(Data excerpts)
*** Begin section ***

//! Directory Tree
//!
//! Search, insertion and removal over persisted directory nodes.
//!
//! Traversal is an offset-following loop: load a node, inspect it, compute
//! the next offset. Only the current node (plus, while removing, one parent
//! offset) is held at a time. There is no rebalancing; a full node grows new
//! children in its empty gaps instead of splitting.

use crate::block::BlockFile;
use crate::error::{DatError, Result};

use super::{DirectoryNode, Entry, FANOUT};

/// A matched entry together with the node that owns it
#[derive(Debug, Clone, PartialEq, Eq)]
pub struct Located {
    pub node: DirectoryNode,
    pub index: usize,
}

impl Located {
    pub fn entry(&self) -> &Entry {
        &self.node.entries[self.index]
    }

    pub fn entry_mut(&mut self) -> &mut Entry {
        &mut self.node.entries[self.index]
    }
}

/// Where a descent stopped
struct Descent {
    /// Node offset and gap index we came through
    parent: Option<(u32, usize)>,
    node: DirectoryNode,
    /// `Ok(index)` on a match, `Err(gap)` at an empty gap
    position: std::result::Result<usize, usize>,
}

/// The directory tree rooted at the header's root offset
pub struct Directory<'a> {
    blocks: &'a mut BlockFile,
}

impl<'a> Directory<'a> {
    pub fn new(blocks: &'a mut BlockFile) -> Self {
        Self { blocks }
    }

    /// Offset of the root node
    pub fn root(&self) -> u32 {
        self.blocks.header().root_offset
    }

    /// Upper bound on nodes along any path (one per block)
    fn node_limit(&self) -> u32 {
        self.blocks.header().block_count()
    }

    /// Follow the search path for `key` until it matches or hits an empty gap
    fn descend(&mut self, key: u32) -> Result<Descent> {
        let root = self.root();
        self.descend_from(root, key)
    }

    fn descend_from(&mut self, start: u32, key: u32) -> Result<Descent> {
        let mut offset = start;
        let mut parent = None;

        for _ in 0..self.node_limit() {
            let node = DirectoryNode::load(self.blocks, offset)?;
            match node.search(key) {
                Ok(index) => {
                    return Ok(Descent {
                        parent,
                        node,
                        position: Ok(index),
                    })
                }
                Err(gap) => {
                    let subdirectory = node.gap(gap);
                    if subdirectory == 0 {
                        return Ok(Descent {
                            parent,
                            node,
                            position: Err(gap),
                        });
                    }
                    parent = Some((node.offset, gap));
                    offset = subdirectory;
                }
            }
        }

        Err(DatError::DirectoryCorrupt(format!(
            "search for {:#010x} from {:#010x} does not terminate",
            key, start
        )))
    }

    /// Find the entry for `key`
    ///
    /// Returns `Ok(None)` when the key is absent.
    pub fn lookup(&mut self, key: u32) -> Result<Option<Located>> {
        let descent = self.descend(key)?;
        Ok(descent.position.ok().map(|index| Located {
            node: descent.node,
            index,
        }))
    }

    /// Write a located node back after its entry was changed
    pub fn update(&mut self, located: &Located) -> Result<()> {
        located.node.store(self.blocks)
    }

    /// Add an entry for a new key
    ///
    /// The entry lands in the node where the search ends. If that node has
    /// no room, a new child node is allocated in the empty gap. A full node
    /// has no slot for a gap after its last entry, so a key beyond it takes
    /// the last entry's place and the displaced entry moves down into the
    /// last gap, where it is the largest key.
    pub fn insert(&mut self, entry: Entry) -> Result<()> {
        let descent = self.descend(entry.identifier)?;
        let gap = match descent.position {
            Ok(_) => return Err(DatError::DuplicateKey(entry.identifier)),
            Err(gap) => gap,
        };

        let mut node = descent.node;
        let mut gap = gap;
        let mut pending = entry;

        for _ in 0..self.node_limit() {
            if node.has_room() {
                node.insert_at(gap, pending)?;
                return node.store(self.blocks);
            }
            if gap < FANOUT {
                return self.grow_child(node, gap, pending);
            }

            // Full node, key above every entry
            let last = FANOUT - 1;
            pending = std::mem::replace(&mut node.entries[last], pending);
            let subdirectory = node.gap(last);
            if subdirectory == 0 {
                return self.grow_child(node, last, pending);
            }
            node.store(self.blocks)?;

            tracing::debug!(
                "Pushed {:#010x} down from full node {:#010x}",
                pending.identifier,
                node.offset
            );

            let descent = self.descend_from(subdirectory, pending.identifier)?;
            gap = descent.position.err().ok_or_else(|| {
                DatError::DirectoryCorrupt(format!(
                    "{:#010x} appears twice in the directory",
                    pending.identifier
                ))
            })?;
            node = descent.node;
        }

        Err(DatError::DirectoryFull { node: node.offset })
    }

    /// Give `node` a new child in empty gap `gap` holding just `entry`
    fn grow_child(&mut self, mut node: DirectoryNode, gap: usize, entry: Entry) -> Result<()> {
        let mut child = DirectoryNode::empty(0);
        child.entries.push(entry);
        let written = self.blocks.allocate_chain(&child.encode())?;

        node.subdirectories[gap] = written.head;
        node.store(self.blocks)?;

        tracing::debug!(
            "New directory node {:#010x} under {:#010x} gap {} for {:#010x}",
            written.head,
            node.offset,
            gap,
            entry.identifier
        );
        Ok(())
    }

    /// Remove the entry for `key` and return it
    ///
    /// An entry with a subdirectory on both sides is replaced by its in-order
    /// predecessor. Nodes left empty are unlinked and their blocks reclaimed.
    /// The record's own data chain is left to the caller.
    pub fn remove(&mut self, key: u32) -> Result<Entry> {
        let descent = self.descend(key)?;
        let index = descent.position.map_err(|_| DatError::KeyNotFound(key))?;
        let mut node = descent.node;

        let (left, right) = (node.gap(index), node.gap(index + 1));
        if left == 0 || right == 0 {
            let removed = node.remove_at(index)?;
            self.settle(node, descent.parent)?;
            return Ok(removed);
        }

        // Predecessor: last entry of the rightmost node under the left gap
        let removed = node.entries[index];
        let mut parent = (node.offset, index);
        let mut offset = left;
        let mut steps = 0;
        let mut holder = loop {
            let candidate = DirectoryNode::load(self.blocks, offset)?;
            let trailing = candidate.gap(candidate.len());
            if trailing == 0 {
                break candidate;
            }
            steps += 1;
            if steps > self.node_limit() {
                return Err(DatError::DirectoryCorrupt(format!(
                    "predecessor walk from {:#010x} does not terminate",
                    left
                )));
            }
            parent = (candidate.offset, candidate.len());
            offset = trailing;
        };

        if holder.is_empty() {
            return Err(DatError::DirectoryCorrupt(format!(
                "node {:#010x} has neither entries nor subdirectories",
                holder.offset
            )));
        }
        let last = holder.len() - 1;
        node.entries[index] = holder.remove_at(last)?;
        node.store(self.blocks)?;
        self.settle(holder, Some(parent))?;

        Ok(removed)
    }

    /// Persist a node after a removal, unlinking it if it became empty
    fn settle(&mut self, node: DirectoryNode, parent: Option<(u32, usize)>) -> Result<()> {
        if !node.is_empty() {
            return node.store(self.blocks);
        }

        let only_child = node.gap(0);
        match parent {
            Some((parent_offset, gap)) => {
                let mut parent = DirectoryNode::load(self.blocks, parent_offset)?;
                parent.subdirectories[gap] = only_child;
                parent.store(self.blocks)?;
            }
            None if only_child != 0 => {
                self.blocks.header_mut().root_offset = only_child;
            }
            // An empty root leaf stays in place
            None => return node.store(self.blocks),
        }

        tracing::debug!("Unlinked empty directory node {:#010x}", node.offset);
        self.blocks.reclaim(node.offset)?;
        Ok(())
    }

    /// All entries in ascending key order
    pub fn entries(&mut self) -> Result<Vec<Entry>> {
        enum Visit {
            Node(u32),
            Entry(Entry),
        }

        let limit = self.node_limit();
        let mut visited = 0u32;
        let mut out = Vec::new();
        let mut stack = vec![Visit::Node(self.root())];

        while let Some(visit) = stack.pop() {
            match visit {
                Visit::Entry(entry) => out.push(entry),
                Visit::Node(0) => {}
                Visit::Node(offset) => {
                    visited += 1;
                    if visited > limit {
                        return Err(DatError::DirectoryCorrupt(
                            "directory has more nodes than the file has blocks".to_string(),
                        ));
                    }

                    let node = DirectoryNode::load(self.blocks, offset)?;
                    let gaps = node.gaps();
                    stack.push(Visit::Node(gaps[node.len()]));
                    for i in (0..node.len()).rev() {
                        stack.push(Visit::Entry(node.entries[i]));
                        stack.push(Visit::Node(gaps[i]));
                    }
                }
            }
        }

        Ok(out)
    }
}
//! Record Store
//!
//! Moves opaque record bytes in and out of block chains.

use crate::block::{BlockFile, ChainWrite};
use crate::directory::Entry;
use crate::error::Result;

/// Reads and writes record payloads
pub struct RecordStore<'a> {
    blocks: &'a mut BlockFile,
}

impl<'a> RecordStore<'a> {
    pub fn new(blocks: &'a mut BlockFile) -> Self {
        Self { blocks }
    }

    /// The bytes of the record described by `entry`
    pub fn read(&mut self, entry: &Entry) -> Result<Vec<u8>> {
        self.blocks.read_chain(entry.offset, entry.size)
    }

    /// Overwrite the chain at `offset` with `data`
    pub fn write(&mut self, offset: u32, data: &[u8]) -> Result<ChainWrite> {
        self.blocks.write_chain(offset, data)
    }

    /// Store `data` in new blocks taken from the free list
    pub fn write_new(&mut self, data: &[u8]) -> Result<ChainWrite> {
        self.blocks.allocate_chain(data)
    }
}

*** End section ***

Aim of the exercise: Given the records above, restate word for word only the lines starting at the one with "gap = descent.position.err().ok_or_else(||" and ending at the one with "new child in".

Task answer:
            gap = descent.position.err().ok_or_else(|| {
                DatError::DirectoryCorrupt(format!(
                    "{:#010x} appears twice in the directory",
                    pending.identifier
                ))
            })?;
            node = descent.node;
        }

        Err(DatError::DirectoryFull { node: node.offset })
    }

    /// Give `node` a new child in empty gap `gap` holding just `entry`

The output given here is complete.